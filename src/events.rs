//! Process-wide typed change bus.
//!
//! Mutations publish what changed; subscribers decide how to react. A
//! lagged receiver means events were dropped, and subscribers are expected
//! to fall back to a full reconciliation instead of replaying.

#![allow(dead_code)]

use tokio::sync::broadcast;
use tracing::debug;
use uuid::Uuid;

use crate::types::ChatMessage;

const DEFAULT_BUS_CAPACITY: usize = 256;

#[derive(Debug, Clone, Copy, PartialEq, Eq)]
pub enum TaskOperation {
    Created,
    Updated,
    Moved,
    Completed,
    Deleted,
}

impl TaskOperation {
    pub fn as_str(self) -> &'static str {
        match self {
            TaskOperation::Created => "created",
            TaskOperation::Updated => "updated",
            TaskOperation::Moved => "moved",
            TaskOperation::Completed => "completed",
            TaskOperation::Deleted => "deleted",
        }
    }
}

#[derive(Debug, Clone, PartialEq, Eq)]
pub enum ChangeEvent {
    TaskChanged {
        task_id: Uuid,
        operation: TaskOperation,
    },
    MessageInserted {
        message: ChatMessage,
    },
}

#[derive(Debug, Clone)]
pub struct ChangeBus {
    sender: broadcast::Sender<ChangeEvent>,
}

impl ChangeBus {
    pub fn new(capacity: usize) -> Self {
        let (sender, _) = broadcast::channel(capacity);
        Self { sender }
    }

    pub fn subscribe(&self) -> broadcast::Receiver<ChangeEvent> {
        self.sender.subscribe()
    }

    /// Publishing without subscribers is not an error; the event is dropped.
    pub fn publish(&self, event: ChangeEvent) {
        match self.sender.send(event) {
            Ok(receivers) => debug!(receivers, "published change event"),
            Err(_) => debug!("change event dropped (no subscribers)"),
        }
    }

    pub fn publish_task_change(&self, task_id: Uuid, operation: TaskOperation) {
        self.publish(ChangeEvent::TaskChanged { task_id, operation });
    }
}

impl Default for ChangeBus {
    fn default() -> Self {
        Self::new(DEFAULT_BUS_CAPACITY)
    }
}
+===+
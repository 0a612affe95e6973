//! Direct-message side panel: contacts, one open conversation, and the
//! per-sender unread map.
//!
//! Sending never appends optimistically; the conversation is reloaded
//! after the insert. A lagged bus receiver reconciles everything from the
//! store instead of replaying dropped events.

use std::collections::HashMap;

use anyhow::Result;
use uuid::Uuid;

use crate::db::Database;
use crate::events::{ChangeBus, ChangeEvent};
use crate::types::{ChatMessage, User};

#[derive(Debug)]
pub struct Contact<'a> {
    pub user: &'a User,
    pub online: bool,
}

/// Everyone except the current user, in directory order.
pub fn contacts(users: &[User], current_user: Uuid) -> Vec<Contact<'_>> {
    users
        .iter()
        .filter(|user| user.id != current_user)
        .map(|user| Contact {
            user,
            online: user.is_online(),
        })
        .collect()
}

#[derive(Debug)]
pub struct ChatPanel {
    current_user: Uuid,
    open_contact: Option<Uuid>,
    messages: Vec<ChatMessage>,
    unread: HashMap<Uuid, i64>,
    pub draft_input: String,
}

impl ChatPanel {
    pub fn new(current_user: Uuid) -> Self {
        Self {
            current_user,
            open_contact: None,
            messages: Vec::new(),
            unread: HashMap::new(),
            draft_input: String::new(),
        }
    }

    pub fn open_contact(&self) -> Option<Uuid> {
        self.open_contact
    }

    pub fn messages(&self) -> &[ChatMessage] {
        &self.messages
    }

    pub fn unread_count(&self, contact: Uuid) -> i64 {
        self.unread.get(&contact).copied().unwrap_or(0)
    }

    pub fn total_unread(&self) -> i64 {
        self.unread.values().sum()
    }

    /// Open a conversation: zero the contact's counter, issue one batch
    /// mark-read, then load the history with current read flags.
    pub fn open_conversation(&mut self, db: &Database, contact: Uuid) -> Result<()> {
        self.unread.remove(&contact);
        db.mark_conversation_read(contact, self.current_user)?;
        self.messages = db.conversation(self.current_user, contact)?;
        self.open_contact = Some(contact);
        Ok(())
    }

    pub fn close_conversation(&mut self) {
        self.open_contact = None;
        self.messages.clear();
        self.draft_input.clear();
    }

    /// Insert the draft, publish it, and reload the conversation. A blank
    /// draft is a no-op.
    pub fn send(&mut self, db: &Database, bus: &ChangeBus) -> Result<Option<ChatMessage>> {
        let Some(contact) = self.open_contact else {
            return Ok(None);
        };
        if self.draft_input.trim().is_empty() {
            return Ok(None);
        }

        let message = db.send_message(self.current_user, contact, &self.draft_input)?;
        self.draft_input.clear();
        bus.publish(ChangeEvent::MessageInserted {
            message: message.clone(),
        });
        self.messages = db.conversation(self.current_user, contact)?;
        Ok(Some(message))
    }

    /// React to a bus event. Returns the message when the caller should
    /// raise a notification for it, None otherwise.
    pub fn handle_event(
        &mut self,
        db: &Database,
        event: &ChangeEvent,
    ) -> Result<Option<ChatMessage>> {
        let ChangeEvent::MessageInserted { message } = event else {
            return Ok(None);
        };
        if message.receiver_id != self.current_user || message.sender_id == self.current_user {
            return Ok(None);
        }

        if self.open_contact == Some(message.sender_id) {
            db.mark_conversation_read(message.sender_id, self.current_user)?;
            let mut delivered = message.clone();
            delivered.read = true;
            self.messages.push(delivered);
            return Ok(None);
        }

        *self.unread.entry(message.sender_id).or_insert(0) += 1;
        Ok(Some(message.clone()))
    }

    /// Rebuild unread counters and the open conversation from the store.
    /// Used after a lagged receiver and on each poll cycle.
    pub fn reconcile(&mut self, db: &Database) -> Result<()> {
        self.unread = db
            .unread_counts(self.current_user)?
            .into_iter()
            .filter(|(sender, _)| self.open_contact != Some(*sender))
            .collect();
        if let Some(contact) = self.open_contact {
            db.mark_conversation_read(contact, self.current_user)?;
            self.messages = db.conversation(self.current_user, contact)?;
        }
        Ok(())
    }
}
+===+
WORK REQUEST -> Go line by line through the records and copy those that contain the word "messages".

TASK ANSWER ->
    messages: Vec<ChatMessage>,
            messages: Vec::new(),
    pub fn messages(&self) -> &[ChatMessage] {
        &self.messages
        self.messages = db.conversation(self.current_user, contact)?;
        self.messages.clear();
        self.messages = db.conversation(self.current_user, contact)?;
            self.messages.push(delivered);
            self.messages = db.conversation(self.current_user, contact)?;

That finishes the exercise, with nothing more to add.